January 22, 2014

Luxe

Plants that have rich mahogany tones always draw my attention. I like shades of deep cordovan, plummy wine, and tawny cognac.

I am obviously supposed to be living a different life, drinking expensive liqueurs and wearing fine leather accessories while sitting on luxe furniture.

I noticed this when I was going over the photographs Jim took on several garden visits this past summer. The shots I asked him to take were often of plants that had deep coloring.

Like this Hydrangea serrata 'Preziosa" that we saw at Whiteflower Farm in Litchfield, Connecticut (yes the same Whiteflower Farm nursery that sends out the glossy catalog). It was fall, and the red-wine blooming hydrangea was next to a golden amsonia hubrichtii and the combination was extravagantly rich.
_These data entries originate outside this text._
//! Production tool implementations that shell out

use crate::error::{Error, Result};
use crate::tools::{BuildVerifier, PreflightCheck, ReviewTool, Summarizer};
use crate::types::ToolOutput;
use async_trait::async_trait;
use std::io::ErrorKind;
use std::path::{Path, PathBuf};
use std::process::Stdio;
use tokio::io::AsyncWriteExt;
use tokio::process::Command;

/// Run a command, mapping a missing binary to `ToolNotFound`
async fn run_tool(workdir: &Path, program: &str, args: &[&str]) -> Result<ToolOutput> {
    tracing::debug!(program, ?args, "running tool");

    let output = Command::new(program)
        .args(args)
        .current_dir(workdir)
        .output()
        .await
        .map_err(|e| {
            if e.kind() == ErrorKind::NotFound {
                Error::ToolNotFound(program.to_string())
            } else {
                Error::Io(e)
            }
        })?;

    Ok(ToolOutput {
        success: output.status.success(),
        stdout: String::from_utf8_lossy(&output.stdout).to_string(),
        stderr: String::from_utf8_lossy(&output.stderr).to_string(),
    })
}

/// `git codereview mail` review submission
pub struct CodereviewCli {
    workdir: PathBuf,
}

impl CodereviewCli {
    /// Create a submitter rooted at the repository path
    pub fn new(workdir: impl Into<PathBuf>) -> Self {
        Self {
            workdir: workdir.into(),
        }
    }
}

#[async_trait]
impl ReviewTool for CodereviewCli {
    async fn submit(&self, commit_ref: &str) -> Result<ToolOutput> {
        run_tool(&self.workdir, "git", &["codereview", "mail", commit_ref]).await
    }
}

/// `cueckoo runtrybot` build-verification trigger
pub struct TrybotCli {
    workdir: PathBuf,
}

impl TrybotCli {
    /// Create a trigger rooted at the repository path
    pub fn new(workdir: impl Into<PathBuf>) -> Self {
        Self {
            workdir: workdir.into(),
        }
    }
}

#[async_trait]
impl BuildVerifier for TrybotCli {
    async fn trigger(&self, commit_hash: &str) -> Result<ToolOutput> {
        run_tool(&self.workdir, "cueckoo", &["runtrybot", commit_hash]).await
    }
}

/// `claude` CLI summarizer with piped input/output
pub struct ClaudeCli;

#[async_trait]
impl Summarizer for ClaudeCli {
    async fn summarize(&self, input: &str) -> Result<String> {
        tracing::debug!("running claude for summary generation");

        let mut child = Command::new("claude")
            .stdin(Stdio::piped())
            .stdout(Stdio::piped())
            .stderr(Stdio::piped())
            .spawn()
            .map_err(|e| {
                if e.kind() == ErrorKind::NotFound {
                    Error::ToolNotFound("claude".to_string())
                } else {
                    Error::Io(e)
                }
            })?;

        if let Some(mut stdin) = child.stdin.take() {
            stdin.write_all(input.as_bytes()).await?;
        }

        let output = child.wait_with_output().await?;
        if !output.status.success() {
            return Err(Error::Tool {
                tool: "claude".to_string(),
                stderr: String::from_utf8_lossy(&output.stderr).trim().to_string(),
            });
        }

        let summary = String::from_utf8_lossy(&output.stdout).trim().to_string();
        if summary.is_empty() {
            return Err(Error::Tool {
                tool: "claude".to_string(),
                stderr: "empty summary returned".to_string(),
            });
        }

        Ok(summary)
    }
}

/// Repository test suite as the pre-flight check
pub struct RepoTests {
    workdir: PathBuf,
}

impl RepoTests {
    /// Create a check rooted at the repository path
    pub fn new(workdir: impl Into<PathBuf>) -> Self {
        Self {
            workdir: workdir.into(),
        }
    }
}

#[async_trait]
impl PreflightCheck for RepoTests {
    async fn run(&self) -> Result<ToolOutput> {
        run_tool(&self.workdir, "go", &["test", "./..."]).await
    }
}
I have Hydrangea 'Preziosa' in my garden, but it is small, has never bloomed, and is barely hanging on. I moved it, of course, and in the process I kind of divided it in half (which you really can't do with a woody shrub) and now I have two barely surviving hydrangeas. Will they ever look like this?

At Wave Hill Garden in the Bronx, New York City, a magnolia with leaves backed in velvety mahogany brown caught my attention. It is Magnolia grandiflora 'Bracken's Brown Beauty', and it is a beauty. It's the hardiest of the southern magnolias.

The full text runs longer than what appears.